I've made a simple proof of concept https://gist.github.com/anisse/6093f8b5814ab3ce7140 in bash. This could be improved/rewritten, in order to be integrated with travis-ci.

What do you guys think ?

anisse · 2016-04-15T10:24:05Z

I've been working on a python version integrated with travis here:
https://github.com/anisse/youtube-dl

It is not ready for a pull request yet, since this is a bit more complex than i'd have wished, but already does the job nicely:

it does the original test suite, but marks it as allowed to fail in travis
it runs all tests on the pull-request/pushed commit and if they fail, then runs them on the original commit to see if they are a regression.
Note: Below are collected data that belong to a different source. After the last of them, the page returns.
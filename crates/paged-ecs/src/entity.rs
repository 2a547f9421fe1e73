//! Entity handles with generational indices.
//!
//! A handle packs a 32-bit generation and a 32-bit slot index into 64 bits.
//! Slots are recycled through a free list; freeing a slot bumps its
//! generation so outstanding handles stop validating.

use std::fmt;

use crate::{
    archetype::ArchetypeId,
    error::{EcsError, EcsResult},
    table::RowCode,
};

/// Generation counter to detect stale entity references.
/// Incremented each time an entity slot is recycled.
#[derive(Clone, Copy, PartialEq, Eq, Hash, Default)]
pub struct Generation(u32);

impl Generation {
    /// Create a new generation (starts at 0).
    #[must_use]
    pub const fn new() -> Self {
        Self(0)
    }

    /// Increment the generation counter.
    #[must_use]
    pub const fn next(self) -> Self {
        Self(self.0.wrapping_add(1))
    }

    /// Get the raw generation value.
    #[must_use]
    pub const fn get(self) -> u32 {
        self.0
    }
}

impl fmt::Debug for Generation {
    fn fmt(&self, f: &mut fmt::Formatter<'_>) -> fmt::Result {
        write!(f, "gen{}", self.0)
    }
}

/// Raw entity index into the entity registry.
pub type EntityId = u32;

/// Opaque handle to an entity: `(generation, index)`.
#[derive(Clone, Copy, PartialEq, Eq, Hash)]
pub struct Entity {
    id: EntityId,
    generation: Generation,
}

impl Entity {
    /// Slot 0, occupied by an entity created when the world is built.
    ///
    /// It never validates as a user entity and is never visited by queries.
    pub const SENTINEL: Entity = Entity {
        id: 0,
        generation: Generation(0),
    };

    /// Create a handle from an index and generation.
    #[must_use]
    pub const fn new(id: EntityId, generation: Generation) -> Self {
        Self { id, generation }
    }

    /// Get the entity's index.
    #[must_use]
    pub const fn id(self) -> EntityId {
        self.id
    }

    /// Get the entity's generation.
    #[must_use]
    pub const fn generation(self) -> Generation {
        self.generation
    }

    /// Pack into a single u64: generation in the high half, index in the low half.
    #[must_use]
    pub const fn to_bits(self) -> u64 {
        ((self.generation.0 as u64) << 32) | (self.id as u64)
    }

    /// Unpack from a u64 produced by [`Entity::to_bits`].
    #[must_use]
    pub const fn from_bits(bits: u64) -> Self {
        Self {
            id: bits as u32,
            generation: Generation((bits >> 32) as u32),
        }
    }
}

impl fmt::Debug for Entity {
    fn fmt(&self, f: &mut fmt::Formatter<'_>) -> fmt::Result {
        write!(f, "Entity({}v{})", self.id, self.generation.0)
    }
}

impl fmt::Display for Entity {
    fn fmt(&self, f: &mut fmt::Formatter<'_>) -> fmt::Result {
        write!(f, "{}v{}", self.id, self.generation.0)
    }
}

/// Location of an entity within archetype storage.
#[derive(Clone, Copy, Debug, PartialEq, Eq)]
pub struct EntityLocation {
    /// Archetype holding the entity's row.
    pub archetype: ArchetypeId,
    /// Row within that archetype's table.
    pub row: RowCode,
}

/// Handle-to-storage mapping for every entity slot.
///
/// Parallel arrays indexed by entity index. Layer 0 means "no layer".
pub struct EntityRegistry {
    generations: Vec<Generation>,
    layers: Vec<u32>,
    locations: Vec<EntityLocation>,
    free_list: Vec<EntityId>,
    alive_count: u32,
    /// Slots an index can address.
    slot_limit: usize,
}

impl EntityRegistry {
    /// Create a registry with slot 0 reserved for [`Entity::SENTINEL`].
    #[must_use]
    pub fn with_capacity(capacity: usize) -> Self {
        let mut registry = Self {
            generations: Vec::with_capacity(capacity + 1),
            layers: Vec::with_capacity(capacity + 1),
            locations: Vec::with_capacity(capacity + 1),
            free_list: Vec::new(),
            alive_count: 1,
            slot_limit: EntityId::MAX as usize,
        };
        registry.push_slot();
        registry
    }

    /// Allocate a slot, reusing a freed one when available.
    ///
    /// Fails with `OutOfMemory` when every index is taken.
    pub fn create(&mut self) -> EcsResult<Entity> {
        let entity = if let Some(id) = self.free_list.pop() {
            let idx = id as usize;
            self.layers[idx] = 0;
            Entity::new(id, self.generations[idx])
        } else {
            let len = self.generations.len();
            if len >= self.slot_limit {
                return Err(EcsError::OutOfMemory);
            }
            let id = EntityId::try_from(len).map_err(|_| EcsError::OutOfMemory)?;
            self.push_slot();
            Entity::new(id, Generation::new())
        };
        self.alive_count += 1;
        Ok(entity)
    }

    fn push_slot(&mut self) {
        self.generations.push(Generation::new());
        self.layers.push(0);
        self.locations.push(EntityLocation {
            archetype: ArchetypeId::EMPTY,
            row: RowCode::NONE,
        });
    }

    /// Release a slot: bump its generation and return it to the free list.
    ///
    /// The caller must already have released the entity's archetype row.
    pub fn free(&mut self, id: EntityId) {
        let idx = id as usize;
        debug_assert!(idx != 0, "the sentinel slot is never freed");
        self.generations[idx] = self.generations[idx].next();
        self.layers[idx] = 0;
        self.locations[idx] = EntityLocation {
            archetype: ArchetypeId::EMPTY,
            row: RowCode::NONE,
        };
        self.free_list.push(id);
        self.alive_count -= 1;
    }

    /// Check a handle against the registry and return its slot index.
    pub fn validate(&self, entity: Entity) -> EcsResult<usize> {
        let idx = entity.id() as usize;
        if idx == 0 || idx >= self.generations.len() || self.generations[idx] != entity.generation()
        {
            return Err(EcsError::InvalidEntity(entity));
        }
        Ok(idx)
    }

    /// Check if a handle is live.
    #[must_use]
    pub fn is_alive(&self, entity: Entity) -> bool {
        self.validate(entity).is_ok()
    }

    /// Build the current handle for a live slot index.
    #[must_use]
    pub fn handle(&self, id: EntityId) -> Entity {
        Entity::new(id, self.generations[id as usize])
    }

    /// Storage location of a slot.
    #[must_use]
    pub fn location(&self, id: EntityId) -> EntityLocation {
        self.locations[id as usize]
    }

    pub fn set_location(&mut self, id: EntityId, location: EntityLocation) {
        self.locations[id as usize] = location;
    }

    /// Layer index of a slot (0 = none).
    #[must_use]
    pub fn layer(&self, id: EntityId) -> u32 {
        self.layers[id as usize]
    }

    pub fn set_layer(&mut self, id: EntityId, layer: u32) {
        self.layers[id as usize] = layer;
    }

    /// Number of live entities, excluding the sentinel.
    #[must_use]
    pub const fn alive_count(&self) -> u32 {
        self.alive_count - 1
    }

    /// Number of slots ever allocated, including the sentinel.
    #[must_use]
    pub fn capacity(&self) -> usize {
        self.generations.len()
    }
}

impl Default for EntityRegistry {
    fn default() -> Self {
        Self::with_capacity(0)
    }
}

impl fmt::Debug for EntityRegistry {
    fn fmt(&self, f: &mut fmt::Formatter<'_>) -> fmt::Result {
        f.debug_struct("EntityRegistry")
            .field("alive", &self.alive_count())
            .field("slots", &self.generations.len())
            .field("free", &self.free_list.len())
            .finish()
    }
}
It tries them a few times to be sure this is not a temporary error.

Warnings are treated as errors for now, since it could mess up with regression detections, but I'm not sure what to do about this yet. Any idea ?

Last but not least, this splits the test suite in multiple part, because we might otherwise run it to the travis time limit. It contains a generic solution to do that with nosetests. I originally wanted to do this work separately, but the travis 2 hours time limit forced my hand.
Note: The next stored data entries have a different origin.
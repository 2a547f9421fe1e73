// Allow unsafe code in ECS - necessary for low-level page storage
#![allow(unsafe_code)]
// Allow missing docs for now
#![allow(missing_docs)]
#![allow(clippy::missing_errors_doc)]
#![allow(clippy::missing_panics_doc)]
#![allow(clippy::missing_safety_doc)]
#![allow(clippy::module_name_repetitions)]
#![allow(clippy::missing_fields_in_debug)]
#![allow(clippy::manual_let_else)]
#![allow(clippy::ptr_as_ptr)]
#![allow(clippy::ref_as_ptr)]
#![allow(clippy::cast_ptr_alignment)]
#![allow(clippy::float_cmp)]

//! Paged ECS - Archetype-based Entity Component System with paged columnar storage
//!
//! Built for per-frame simulation: entities with identical component sets
//! share one archetype, stored as fixed 64 KiB pages of packed columns.
//! Queries discover archetypes incrementally and skip unchanged data.
//!
//! # Key Concepts
//!
//! - **Entity**: A generational handle to a slot in the world
//! - **Component**: A fixed-size byte blob with an optional schema (requirements, hooks)
//! - **Archetype**: A unique closed combination of components, one table each
//! - **Layer**: An optional partition of entities independent of archetypes
//! - **Query**: Write/read columns plus optional/exclude/modified filters
//!
//! # Access Patterns
//!
//! The core is untyped (`read`/`write` return byte slices). A thin typed
//! layer works with any [`bytemuck::Pod`] type:
//! - `get<T>()` - Returns an owned copy of `T`
//! - `set<T>()` - Overwrite an existing component
//! - `insert<T>()` - Add new component
//! - `remove<T>()` - Remove and return component
//!
//! # Example
//!
//! ```ignore
//! let mut world = World::new();
//! let pos = world.register::<Position>(ComponentDesc::of::<Position>())?;
//!
//! let mut buffer = ComponentBuffer::of::<Position>();
//! buffer.push(&Position { x: 0.0, y: 0.0 })?;
//! let entities = world.spawn(None, 1, &[SpawnData::from_buffer(pos, &buffer)])?;
//!
//! let mut query = world.query().write(pos).build()?;
//! query.execute(&mut world, |row| {
//!     let mut p: Position = row.get(0).unwrap();
//!     p.x += 1.0;
//!     row.set(0, &p);
//! })?;
//! ```

mod archetype;
mod arena;
mod buffer;
mod component;
mod entity;
mod error;
mod layer;
mod query;
mod set;
mod table;
mod world;

pub use archetype::{Archetype, ArchetypeFlags, ArchetypeId, ArchetypeRegistry};
pub use arena::{PAGE_ALIGN, PAGE_SIZE, PagedArena};
pub use buffer::ComponentBuffer;
pub use component::{ComponentDesc, ComponentHook, ComponentId, ComponentInfo, ComponentRegistry};
pub use entity::{Entity, EntityId, EntityLocation, Generation};
pub use error::{EcsError, EcsResult};
pub use layer::{DEFAULT_SORT_THRESHOLD, Layer, LayerId, LayerRegistry};
pub use query::{FilterKind, Query, QueryBuilder, QueryFilter, QueryRow};
pub use set::ComponentSet;
pub use table::{PagedTable, RowCode};
pub use world::{SpawnData, World, WorldConfig};

/// Prelude for convenient imports
pub mod prelude {
    pub use crate::{
        ComponentBuffer, ComponentDesc, ComponentId, EcsError, EcsResult, Entity, FilterKind,
        LayerId, Query, QueryFilter, QueryRow, SpawnData, World,
    };
}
yan12125 · 2016-04-15T10:31:28Z

For parallel tests, see #7267. It uses nose's built-in parallel feature.

anisse · 2016-04-15T10:41:26Z

Looks nice. I had trouble using it nose processes (did not see all tests, wasn't deterministic), I should test your branch.

Note that both solutions can be used in parallel (pun unintended), since my solution splits the work at the travis level, allowing you to have different jobs (running on different VMs), while the nose-based solution splits the work inside a job/VM.
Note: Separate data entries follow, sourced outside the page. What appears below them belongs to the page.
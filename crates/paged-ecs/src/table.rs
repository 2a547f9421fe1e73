//! Paged structure-of-arrays table.
//!
//! Each page holds a small header followed by one densely packed run per
//! column:
//!
//! ```text
//! | live: u32 | version[0..columns]: u32 | pad | col 0 x cap | col 1 x cap | ...
//! ```
//!
//! Column 0 stores the owning entity index of each row; 0 marks an empty
//! slot. The per-page versions record the write-version of the last write
//! to each column on that page.

use std::fmt;

use smallvec::SmallVec;

use crate::{
    arena::{PAGE_SIZE, PagedArena},
    error::{EcsError, EcsResult},
};

/// Packed (page, slot) locator for a row within one table.
#[derive(Clone, Copy, PartialEq, Eq, Hash, PartialOrd, Ord)]
pub struct RowCode(u32);

impl RowCode {
    /// Locator that addresses no row.
    pub const NONE: Self = Self(u32::MAX);

    const SLOT_BITS: u32 = 16;
    const SLOT_MASK: u32 = (1 << Self::SLOT_BITS) - 1;

    /// Number of addressable pages per table.
    pub const PAGE_LIMIT: usize = 1 << (u32::BITS - Self::SLOT_BITS);

    #[must_use]
    pub const fn new(page: usize, slot: usize) -> Self {
        debug_assert!(page < Self::PAGE_LIMIT, "page index out of range");
        debug_assert!(slot <= Self::SLOT_MASK as usize, "slot index out of range");
        Self(((page as u32) << Self::SLOT_BITS) | slot as u32)
    }

    #[must_use]
    pub const fn page(self) -> usize {
        (self.0 >> Self::SLOT_BITS) as usize
    }

    #[must_use]
    pub const fn slot(self) -> usize {
        (self.0 & Self::SLOT_MASK) as usize
    }

    #[must_use]
    pub const fn as_raw(self) -> u32 {
        self.0
    }
}

impl fmt::Debug for RowCode {
    fn fmt(&self, f: &mut fmt::Formatter<'_>) -> fmt::Result {
        write!(f, "Row({}:{})", self.page(), self.slot())
    }
}

/// Stride and in-page byte offset of one column.
#[derive(Clone, Copy, Debug, PartialEq, Eq)]
pub struct ColumnLayout {
    pub size: usize,
    pub offset: usize,
}

/// Byte size of the entity-index column.
pub const ENTITY_COLUMN_SIZE: usize = size_of::<u32>();

/// Fixed-page columnar table.
pub struct PagedTable {
    arena: PagedArena,
    columns: SmallVec<[ColumnLayout; 8]>,
    page_capacity: usize,
    /// Rows handed out so far in the last page.
    tail: usize,
    /// Pages a row code can address.
    page_limit: usize,
}

impl PagedTable {
    /// Lay out a table for the given component sizes.
    ///
    /// Column 0 (entity index) is prepended automatically.
    pub fn new(sizes: &[usize]) -> EcsResult<Self> {
        let column_count = sizes.len() + 1;
        let header_size = Self::header_size(column_count);
        let stride: usize = ENTITY_COLUMN_SIZE + sizes.iter().sum::<usize>();
        let page_capacity = (PAGE_SIZE - header_size) / stride;
        if page_capacity == 0 {
            return Err(EcsError::InvalidArgument("row does not fit in a page"));
        }
        let page_capacity = page_capacity.min(RowCode::SLOT_MASK as usize);

        let mut columns = SmallVec::with_capacity(column_count);
        let mut offset = header_size;
        for size in std::iter::once(ENTITY_COLUMN_SIZE).chain(sizes.iter().copied()) {
            columns.push(ColumnLayout { size, offset });
            offset += size * page_capacity;
        }

        Ok(Self {
            arena: PagedArena::new(),
            columns,
            page_capacity,
            tail: 0,
            page_limit: RowCode::PAGE_LIMIT,
        })
    }

    const fn header_size(column_count: usize) -> usize {
        (size_of::<u32>() * (1 + column_count)).next_multiple_of(16)
    }

    /// Rows per page.
    #[must_use]
    pub const fn page_capacity(&self) -> usize {
        self.page_capacity
    }

    #[must_use]
    pub fn page_count(&self) -> usize {
        self.arena.len()
    }

    /// Number of table columns, including column 0.
    #[must_use]
    pub fn column_count(&self) -> usize {
        self.columns.len()
    }

    #[must_use]
    pub fn column(&self, column: usize) -> ColumnLayout {
        self.columns[column]
    }

    /// Number of slots ever handed out on `page`.
    #[must_use]
    pub fn rows_in_page(&self, page: usize) -> usize {
        if page + 1 == self.arena.len() {
            self.tail
        } else {
            self.page_capacity
        }
    }

    /// Hand out a never-used slot, growing by one page when full.
    ///
    /// Fails with `OutOfMemory` once every addressable page is in use.
    pub fn push_row(&mut self) -> EcsResult<RowCode> {
        if self.arena.is_empty() || self.tail == self.page_capacity {
            if self.arena.len() >= self.page_limit {
                return Err(EcsError::OutOfMemory);
            }
            self.arena.push_page()?;
            self.tail = 0;
        }
        let code = RowCode::new(self.arena.len() - 1, self.tail);
        self.tail += 1;
        Ok(code)
    }

    // ---- page header -------------------------------------------------------

    fn header_word(&self, page: usize, word: usize) -> u32 {
        let bytes = &self.arena.page(page)[word * 4..word * 4 + 4];
        u32::from_ne_bytes(bytes.try_into().expect("4-byte header word"))
    }

    fn set_header_word(&mut self, page: usize, word: usize, value: u32) {
        self.arena.page_mut(page)[word * 4..word * 4 + 4].copy_from_slice(&value.to_ne_bytes());
    }

    /// Live rows on a page.
    #[must_use]
    pub fn live(&self, page: usize) -> u32 {
        self.header_word(page, 0)
    }

    pub fn inc_live(&mut self, page: usize) {
        let live = self.live(page);
        self.set_header_word(page, 0, live + 1);
    }

    pub fn dec_live(&mut self, page: usize) {
        let live = self.live(page);
        debug_assert!(live > 0, "live-row counter underflow");
        self.set_header_word(page, 0, live - 1);
    }

    /// Write-version of the last write to `column` on `page`.
    #[must_use]
    pub fn page_version(&self, page: usize, column: usize) -> u32 {
        self.header_word(page, 1 + column)
    }

    pub fn set_page_version(&mut self, page: usize, column: usize, version: u32) {
        self.set_header_word(page, 1 + column, version);
    }

    // ---- cells -------------------------------------------------------------

    /// Pointer to the first value of `column` on `page`.
    ///
    /// Valid for `page_capacity * size` bytes.
    #[must_use]
    pub fn column_ptr(&self, page: usize, column: usize) -> *mut u8 {
        let layout = self.columns[column];
        // SAFETY: offset + capacity * size lies within the page by construction
        unsafe { self.arena.page_ptr(page).add(layout.offset) }
    }

    /// Raw pointer to one cell.
    #[must_use]
    pub fn cell_ptr(&self, code: RowCode, column: usize) -> *mut u8 {
        debug_assert!(code.slot() < self.page_capacity);
        let size = self.columns[column].size;
        // SAFETY: slot < page_capacity keeps the cell inside the column run
        unsafe { self.column_ptr(code.page(), column).add(code.slot() * size) }
    }

    #[must_use]
    pub fn cell(&self, code: RowCode, column: usize) -> &[u8] {
        let size = self.columns[column].size;
        // SAFETY: cell is in bounds and borrowed through &self
        unsafe { std::slice::from_raw_parts(self.cell_ptr(code, column), size) }
    }

    #[must_use]
    pub fn cell_mut(&mut self, code: RowCode, column: usize) -> &mut [u8] {
        let size = self.columns[column].size;
        // SAFETY: cell is in bounds and borrowed through &mut self
        unsafe { std::slice::from_raw_parts_mut(self.cell_ptr(code, column), size) }
    }

    /// Entity index stored in column 0 (0 = empty slot).
    #[must_use]
    pub fn entity_at(&self, code: RowCode) -> u32 {
        u32::from_ne_bytes(self.cell(code, 0).try_into().expect("entity column is 4 bytes"))
    }

    pub fn set_entity_at(&mut self, code: RowCode, entity: u32) {
        self.cell_mut(code, 0).copy_from_slice(&entity.to_ne_bytes());
    }

    /// Zero every component column of a row.
    pub fn zero_row(&mut self, code: RowCode) {
        for column in 1..self.columns.len() {
            self.cell_mut(code, column).fill(0);
        }
    }
}

impl fmt::Debug for PagedTable {
    fn fmt(&self, f: &mut fmt::Formatter<'_>) -> fmt::Result {
        f.debug_struct("PagedTable")
            .field("columns", &self.columns)
            .field("page_capacity", &self.page_capacity)
            .field("pages", &self.arena.len())
            .finish()
    }
}

#[cfg(test)]
mod tests {
    use super::*;

    #[test]
    fn test_row_code_packing() {
        let code = RowCode::new(3, 1234);
        assert_eq!(code.page(), 3);
        assert_eq!(code.slot(), 1234);
        assert_ne!(code, RowCode::NONE);
    }

    #[test]
    fn test_layout() {
        let table = PagedTable::new(&[4, 8]).unwrap();
        let header = 16;
        assert_eq!(table.page_capacity(), (PAGE_SIZE - header) / 16);
        assert_eq!(table.column_count(), 3);

        let cap = table.page_capacity();
        assert_eq!(table.column(0), ColumnLayout { size: 4, offset: header });
        assert_eq!(table.column(1), ColumnLayout { size: 4, offset: header + 4 * cap });
        assert_eq!(table.column(2), ColumnLayout { size: 8, offset: header + 8 * cap });
        assert!(table.column(2).offset + 8 * cap <= PAGE_SIZE);
    }

    #[test]
    fn test_oversized_row_rejected() {
        assert!(matches!(
            PagedTable::new(&[PAGE_SIZE]),
            Err(EcsError::InvalidArgument(_))
        ));
    }

    #[test]
    fn test_push_row_grows_pages() {
        let mut table = PagedTable::new(&[PAGE_SIZE / 4]).unwrap();
        let cap = table.page_capacity();
        assert!(cap >= 2);

        for i in 0..cap {
            let code = table.push_row().unwrap();
            assert_eq!(code, RowCode::new(0, i));
        }
        assert_eq!(table.page_count(), 1);

        let code = table.push_row().unwrap();
        assert_eq!(code, RowCode::new(1, 0));
        assert_eq!(table.page_count(), 2);
        assert_eq!(table.rows_in_page(0), cap);
        assert_eq!(table.rows_in_page(1), 1);
    }

    #[test]
    fn test_row_code_covers_every_page() {
        let last = RowCode::new(RowCode::PAGE_LIMIT - 1, 7);
        assert_eq!(last.page(), RowCode::PAGE_LIMIT - 1);
        assert_eq!(last.slot(), 7);
        assert_ne!(last, RowCode::NONE);
    }

    #[test]
    fn test_push_row_stops_at_page_limit() {
        let mut table = PagedTable::new(&[PAGE_SIZE / 2]).unwrap();
        assert_eq!(table.page_capacity(), 1);
        table.page_limit = 2;

        assert_eq!(table.push_row().unwrap(), RowCode::new(0, 0));
        assert_eq!(table.push_row().unwrap(), RowCode::new(1, 0));
        assert_eq!(table.push_row(), Err(EcsError::OutOfMemory));
        assert_eq!(table.page_count(), 2);
    }

    #[test]
    fn test_cells_and_header() {
        let mut table = PagedTable::new(&[4]).unwrap();
        let code = table.push_row().unwrap();

        table.set_entity_at(code, 9);
        table.cell_mut(code, 1).copy_from_slice(&7u32.to_ne_bytes());
        table.inc_live(0);
        table.set_page_version(0, 1, 5);

        assert_eq!(table.entity_at(code), 9);
        assert_eq!(table.cell(code, 1), &7u32.to_ne_bytes());
        assert_eq!(table.live(0), 1);
        assert_eq!(table.page_version(0, 1), 5);

        table.zero_row(code);
        assert_eq!(table.cell(code, 1), &[0; 4]);
        assert_eq!(table.entity_at(code), 9);
    }
}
The nose solution could be made generic though if travis integrated automatic nose like it does with RSpec, Cucumber and Minitest.

anisse · 2016-04-18T16:52:11Z

This is copy of the message in #9235 :
The problem is that some tests are so unreliable, that it's very difficult to run them twice and get the same result.

I understand that due to the nature of the project, tests depend on a third party (the website), and that website may well be quite flaky. But I want to at least eliminate the most unreliable tests.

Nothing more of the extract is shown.